J’en viens au DPE. On peine à voir ses critères évoluer en faveur du patrimoine. Notre rapporteur pour avis, Sabine Drexler, en a fait un combat sans relâche ; nous la soutenons. C’est bien au ministre de la culture de remporter cette bataille et d’alerter sur la perte irréparable que constitue la disparition d’huisseries anciennes et de boiseries au profit de matériaux modernes plus isolants.
Je termine par les crédits d’entretien, essentiels pour éviter les atteintes graves au bâti. Les crédits dans ce domaine ne bougent pas, malgré nos alertes répétées des dernières années. Pis, il y a une forte sous-consommation des crédits destinés aux monuments historiques n’appartenant pas à l’État. Madame la ministre, il faut suivre attentivement ces crédits et renforcer les effectifs des Udap et des Drac, afin que la veille soit assurée et que les conseils utiles soient donnés aux maires.

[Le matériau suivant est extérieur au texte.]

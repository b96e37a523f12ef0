use crate::prelude::{LineDiagnostic, LineError, StreamKind, MIN_FIX_QUALITY};
use chrono::{Duration, NaiveDate, NaiveDateTime};
use serde::Serialize;

const GPS_TAG: &str = "GPS";
const MIN_GPS_FIELDS: usize = 15;

const TIME_US_FIELD: usize = 1;
const STATUS_FIELD: usize = 3;
const LATITUDE_FIELD: usize = 8;
const LONGITUDE_FIELD: usize = 9;
const ALTITUDE_FIELD: usize = 10;

/// One accepted absolute-time location sample.
#[derive(Debug, Clone, PartialEq, Serialize)]
pub struct PositionFix {
    pub timestamp_abs: NaiveDateTime,
    pub latitude: f64,
    pub longitude: f64,
    pub altitude: f64,
    pub quality_status: i64,
}

impl PositionFix {
    pub fn coords(&self) -> (f64, f64, f64) {
        (self.latitude, self.longitude, self.altitude)
    }
}

/// Fixes in source order plus the lines that were dropped on the way.
#[derive(Debug, Clone, Default)]
pub struct PositionStream {
    pub fixes: Vec<PositionFix>,
    pub diagnostics: Vec<LineDiagnostic>,
    /// Lines tagged `GPS` but too short to carry a fix.
    pub short_lines: usize,
}

impl PositionStream {
    /// Parses a whole positional log. Lines not tagged `GPS` are ignored.
    pub fn parse(text: &str, reference_date: NaiveDate) -> Self {
        let epoch = reference_date.and_hms_opt(0, 0, 0).unwrap_or_default();
        let mut stream = PositionStream::default();

        for (index, line) in text.lines().enumerate() {
            if !line.starts_with(GPS_TAG) {
                continue;
            }
            let fields: Vec<&str> = line.split(',').map(str::trim).collect();
            if fields.len() < MIN_GPS_FIELDS {
                stream.short_lines += 1;
                continue;
            }
            match parse_fix(&fields, epoch) {
                Ok(fix) => stream.fixes.push(fix),
                Err(error) => stream.diagnostics.push(LineDiagnostic::new(
                    StreamKind::Position,
                    index + 1,
                    line,
                    error,
                )),
            }
        }

        stream
    }

    pub fn timestamps(&self) -> Vec<NaiveDateTime> {
        self.fixes.iter().map(|fix| fix.timestamp_abs).collect()
    }

    pub fn is_empty(&self) -> bool {
        self.fixes.is_empty()
    }

    pub fn len(&self) -> usize {
        self.fixes.len()
    }
}

fn parse_fix(fields: &[&str], epoch: NaiveDateTime) -> Result<PositionFix, LineError> {
    let status: i64 = parse_field(fields, STATUS_FIELD, "status")?;
    if status < MIN_FIX_QUALITY {
        return Err(LineError::LowQuality { status });
    }
    let latitude: f64 = parse_field(fields, LATITUDE_FIELD, "latitude")?;
    let longitude: f64 = parse_field(fields, LONGITUDE_FIELD, "longitude")?;
    let altitude: f64 = parse_field(fields, ALTITUDE_FIELD, "altitude")?;
    let time_us: i64 = parse_field(fields, TIME_US_FIELD, "time_us")?;
    let timestamp_abs = epoch
        .checked_add_signed(Duration::microseconds(time_us))
        .ok_or_else(|| LineError::InvalidNumber {
            field: "time_us",
            value: time_us.to_string(),
        })?;

    Ok(PositionFix {
        timestamp_abs,
        latitude,
        longitude,
        altitude,
        quality_status: status,
    })
}

fn parse_field<T: std::str::FromStr>(
    fields: &[&str],
    index: usize,
    name: &'static str,
) -> Result<T, LineError> {
    let raw = fields.get(index).copied().unwrap_or_default();
    raw.parse().map_err(|_| LineError::InvalidNumber {
        field: name,
        value: raw.to_string(),
    })
}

Ce budget en hausse si manifeste dans un contexte de disette budgétaire mérite évidemment notre soutien. Pour autant, il devrait également être le support du combat en faveur de la diversité culturelle et de son expression large et incontournable dans tous les territoires. Ce combat passe par le renforcement du soutien apporté à la politique culturelle des collectivités locales, soutien quasi absent de ce budget. Rappelons tout de même que la décentralisation de la culture est aussi un enjeu de sobriété énergétique. Il s’agit de coconstruire, de « cochoisir », de codécider, de faire mieux ensemble !
Il n’y a pas de futur dans une société sans culture. C’est pourquoi le groupe UC votera pour ce budget. Néanmoins, j’y insiste, il appelle également de ses vœux un projet commun entre nos territoires et un ministère qui oserait enfin grandir, franchir les frontières et évoluer hors de ses murs. (Applaudissements sur les travées du groupe UC.)